Он ест с аппетитом, блестя серыми живыми глазами, убежденно подтверждает:
— Нет, тебе все же повезло. Я полгода тачку возил. Такой тут порядок. Не любят путиловские мастера сразу корону на голову надевать. Сказали: «Поработай ты, Григорий Иванов, немного на черной работе — заготовки и инструмент тоже возить кому-то надо». Так вот нашего брата, молодежь, и изучают, присматриваются, на что годен. Не куда-нибудь, чай, на «Красный путиловец» пришли. А теперь все наши ребята на станках. Я токарем, четвертый разряд имею... Сыт?
— Еще немного.
— Мне тоже. Налей-ка, мамаша, тех «рябчиков», только погуще, — повернулся он к торговке.




Оглядываюсь вокруг. Сколько тут рабочего люда! Стоят, торопливо обедают. Моросит мелкий, словно осенний дождик.
— Душ на второе, — смеется рядом со мной сутулый паренек.
— Дождь все отмывает, совесть, душу очищает...
— Да тебя и шлангом не отмоешь...
Переливаются голоса, шумит «ресторан» — задорный, неумолчно гулкий...
Возвращаюсь на завод вместе с сероглазым парнем. Он рассказывает:
— ...Рад был я хоть с тачкой на такой завод. Богатырь! А люди! Где таких мастеров найдешь? Характеры — сама революция закаляла. Повезло нам с тобой. Пятилетка выручила! Ехал я из Ярославля, гадал: возьмут ли? Взяли... В жизни моей, знаешь, еще в Ярославле большую роль сыграл питерец один, большевик. Я был тогда комсомольским секретарем, он партийным. Суслаков его фамилия. Помню, приехал к нему из Питера товарищ его. Лето было, ночь светлая, тихая. Велел, чтобы я сидел и тоже слушал. Разговор шел об оппозиции, о тех, кто хотел нас на старую дорожку в кабалу к капитализму свернуть... Но только здесь, парень, на Путиловском, понял я, какую борьбу пришлось людям выдержать. И теперь еще отголоски остались. Раз в тракторный попал — сам поймешь. Мы пережидаем «кукушку» (в маленьких вагончиках и на платформах «едут» детали, стальные чушки).

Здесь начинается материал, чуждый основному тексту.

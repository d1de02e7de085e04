//! MQTT transport adapter.
//!
//! Implements [`TransportPort`] over the shared notification broker.
//!
//! ## cfg gating
//!
//! - **`target_os = "espidf"`**: `esp_idf_svc::mqtt::client::EspMqttClient`
//!   with a callback that forwards connection events and inbound frames
//!   through an `mpsc` channel. The polling loop drains that channel in
//!   [`poll`](MqttTransport::poll), so only the loop ever touches
//!   coordination state. Reconnection-with-backoff runs inside the client's
//!   own task (`reconnect_timeout`); this adapter only mirrors the link as a
//!   connected/disconnected flag and re-subscribes on every connect.
//! - **all other targets**: an in-memory broker simulation for host-side
//!   tests. Publishes to a subscribed topic are echoed back into the inbound
//!   queue, the way a real broker delivers a client its own publish.

use std::collections::VecDeque;

use log::{debug, info, warn};

use crate::app::ports::{InboundMessage, TransportPort};
use crate::config::MqttConfig;
use crate::error::CommsError;
use crate::messages::{TOPIC_PACKAGE_EXISTS, TOPIC_USER_HANDLED};

// ───────────────────────────────────────────────────────────────
// Link state
// ───────────────────────────────────────────────────────────────

#[derive(Debug, Clone, Copy, PartialEq, Eq)]
pub enum LinkState {
    Connecting,
    Connected,
    Reconnecting { attempt: u32 },
}

#[cfg(target_os = "espidf")]
enum LinkEvent {
    Connected,
    Disconnected,
    Received(InboundMessage),
}

// ───────────────────────────────────────────────────────────────
// Transport adapter
// ───────────────────────────────────────────────────────────────

pub struct MqttTransport {
    state: LinkState,
    inbound: VecDeque<InboundMessage>,

    #[cfg(target_os = "espidf")]
    client: esp_idf_svc::mqtt::client::EspMqttClient<'static>,
    #[cfg(target_os = "espidf")]
    events: std::sync::mpsc::Receiver<LinkEvent>,

    /// Simulation: whether the fake broker currently accepts connections.
    #[cfg(not(target_os = "espidf"))]
    sim_online: bool,
    #[cfg(not(target_os = "espidf"))]
    sim_published: Vec<(String, Vec<u8>)>,
}

impl MqttTransport {
    /// Connect to the broker named in `config`. `device_id` is appended to
    /// the configured client-id prefix so sibling buttons stay distinct.
    #[cfg(target_os = "espidf")]
    pub fn new(config: &MqttConfig, device_id: &str) -> Result<Self, CommsError> {
        use esp_idf_svc::mqtt::client::{EspMqttClient, EventPayload, MqttClientConfiguration};

        let client_id = format!("{}-{}", config.client_id_prefix, device_id);
        let mqtt_config = MqttClientConfiguration {
            client_id: Some(&client_id),
            username: Some(config.username.as_str()),
            password: Some(config.password.as_str()),
            reconnect_timeout: Some(core::time::Duration::from_secs(5)),
            ..Default::default()
        };

        let (tx, rx) = std::sync::mpsc::channel();
        let client = EspMqttClient::new_cb(config.broker_url.as_str(), &mqtt_config, move |event| {
            // Runs on the MQTT client task: forward everything through the
            // channel, never touch coordination state here.
            match event.payload() {
                EventPayload::Connected(_) => {
                    let _ = tx.send(LinkEvent::Connected);
                }
                EventPayload::Disconnected => {
                    let _ = tx.send(LinkEvent::Disconnected);
                }
                EventPayload::Received {
                    topic: Some(topic),
                    data,
                    ..
                } => {
                    let _ = tx.send(LinkEvent::Received(InboundMessage {
                        topic: topic.to_string(),
                        payload: data.to_vec(),
                    }));
                }
                _ => {}
            }
        })
        .map_err(|e| {
            warn!("MQTT client init failed: {}", e);
            CommsError::ConnectFailed
        })?;

        info!("MQTT client '{}' -> {}", client_id, config.broker_url);
        Ok(Self {
            state: LinkState::Connecting,
            inbound: VecDeque::new(),
            client,
            events: rx,
        })
    }

    /// Simulation constructor: a broker that is immediately reachable.
    #[cfg(not(target_os = "espidf"))]
    pub fn new(config: &MqttConfig, device_id: &str) -> Result<Self, CommsError> {
        info!(
            "MQTT simulation '{}-{}' -> {}",
            config.client_id_prefix, device_id, config.broker_url
        );
        Ok(Self {
            state: LinkState::Connecting,
            inbound: VecDeque::new(),
            sim_online: true,
            sim_published: Vec::new(),
        })
    }

    pub fn link_state(&self) -> LinkState {
        self.state
    }

    #[cfg(target_os = "espidf")]
    fn subscribe_all(&mut self) {
        use esp_idf_svc::mqtt::client::QoS;
        for topic in [TOPIC_PACKAGE_EXISTS, TOPIC_USER_HANDLED] {
            match self.client.subscribe(topic, QoS::AtMostOnce) {
                Ok(_) => debug!("subscribed to {}", topic),
                Err(e) => warn!("subscribe to {} failed: {}", topic, e),
            }
        }
    }

    // ── Simulation controls (host tests only) ─────────────────

    /// Take the simulated broker offline or online.
    #[cfg(not(target_os = "espidf"))]
    pub fn sim_set_online(&mut self, online: bool) {
        self.sim_online = online;
        if !online {
            warn!("MQTT disconnected (simulated outage)");
            self.state = LinkState::Reconnecting { attempt: 0 };
        }
    }

    /// Deliver a frame from a simulated peer.
    #[cfg(not(target_os = "espidf"))]
    pub fn sim_inject(&mut self, topic: &str, payload: &[u8]) {
        self.inbound.push_back(InboundMessage {
            topic: topic.to_string(),
            payload: payload.to_vec(),
        });
    }

    /// Everything published so far, oldest first.
    #[cfg(not(target_os = "espidf"))]
    pub fn sim_published(&self) -> &[(String, Vec<u8>)] {
        &self.sim_published
    }
}

impl TransportPort for MqttTransport {
    #[cfg(target_os = "espidf")]
    fn poll(&mut self) {
        while let Ok(event) = self.events.try_recv() {
            match event {
                LinkEvent::Connected => {
                    info!("MQTT connected");
                    self.state = LinkState::Connected;
                    // Subscriptions do not survive a reconnect with a clean
                    // session: renew them on every connect.
                    self.subscribe_all();
                }
                LinkEvent::Disconnected => {
                    let attempt = match self.state {
                        LinkState::Reconnecting { attempt } => attempt + 1,
                        _ => 1,
                    };
                    warn!("MQTT disconnected (reconnect attempt {})", attempt);
                    self.state = LinkState::Reconnecting { attempt };
                }
                LinkEvent::Received(msg) => self.inbound.push_back(msg),
            }
        }
    }

    #[cfg(not(target_os = "espidf"))]
    fn poll(&mut self) {
        if self.state != LinkState::Connected && self.sim_online {
            info!("MQTT connected (simulation)");
            self.state = LinkState::Connected;
        }
    }

    fn is_connected(&self) -> bool {
        self.state == LinkState::Connected
    }

    #[cfg(target_os = "espidf")]
    fn publish(&mut self, topic: &str, payload: &[u8]) -> Result<(), CommsError> {
        if !self.is_connected() {
            return Err(CommsError::NotConnected);
        }
        use esp_idf_svc::mqtt::client::QoS;
        // enqueue() hands the frame to the client task without blocking the
        // control loop.
        self.client
            .enqueue(topic, QoS::AtMostOnce, false, payload)
            .map(|_| ())
            .map_err(|e| {
                warn!("publish to {} failed: {}", topic, e);
                CommsError::PublishFailed
            })
    }

    #[cfg(not(target_os = "espidf"))]
    fn publish(&mut self, topic: &str, payload: &[u8]) -> Result<(), CommsError> {
        if !self.is_connected() {
            return Err(CommsError::NotConnected);
        }
        self.sim_published.push((topic.to_string(), payload.to_vec()));
        // The broker echoes publishes on subscribed topics back to us.
        if topic == TOPIC_PACKAGE_EXISTS || topic == TOPIC_USER_HANDLED {
            self.inbound.push_back(InboundMessage {
                topic: topic.to_string(),
                payload: payload.to_vec(),
            });
        }
        Ok(())
    }

    fn next_inbound(&mut self) -> Option<InboundMessage> {
        let msg = self.inbound.pop_front();
        if let Some(m) = &msg {
            debug!("inbound {} ({} bytes)", m.topic, m.payload.len());
        }
        msg
    }
}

Собрание рабочих Путиловского завода, 1920 г.

— Тебе
Что делать-то дали?—спрашивает сероглазый.
— Блок.
— Да ты и взаправду везучий! Блок — сердце трактора. Тут, знаешь, такая заваруха из-за деталей была. Заладили маловеры да оппортунисты: «Не сможем, мол, изготовлять на нашем заводе детали к трактору, и главным образом блок!» В сборочную мастерскую пытались превратить завод. «Не справиться нам», — твердят. Дело-то на серию шло. Даже ассигнований на импорт деталей добились. Два с половиной миллиона рублей! Выходит, был Путиловский и сплыл. Такой завод редкостный, уникальный, понимаешь, такие мастера, на всю Россию! В старое время славились, на буржуев могли, а тут на себя, значит, не сможем. Неужто, а?! Нет, ты только подумай, половину артиллерии при царе,, кто делал?—горячился он. — Паровозы с путиловской маркой на всех дорогах ходили, маслобойные машины, всякие пресса хлопковые, что с иностранными конкурировали, по своим чертежам делали, и работали те безотказно.
Крупно шагал рядом и все говорил:
— А сложнейшие урсы! Ты же моряк, их должен знать, универсальные регуляторы скоростей для привода оружейных башен. Весь флот русский ими снабжали. Казна за ту машинку — видел, небось, не больше буханки хлеба она — платила 10 тысяч рублей золотом. Какой исключительной точности, культуры требовали машинки эти. И вот еще что главное: здесь до революции своя целая школа металлургов была, лучшие на Руси инструментальные стали лили. Это ли все не база, позволяющая освоить трактор, и все, что нужно нам теперь будет? С такими-то мастерами, коллективом горы ворочать! Правда, новое дело, трудно, конечно. Но неужто не одолеем?!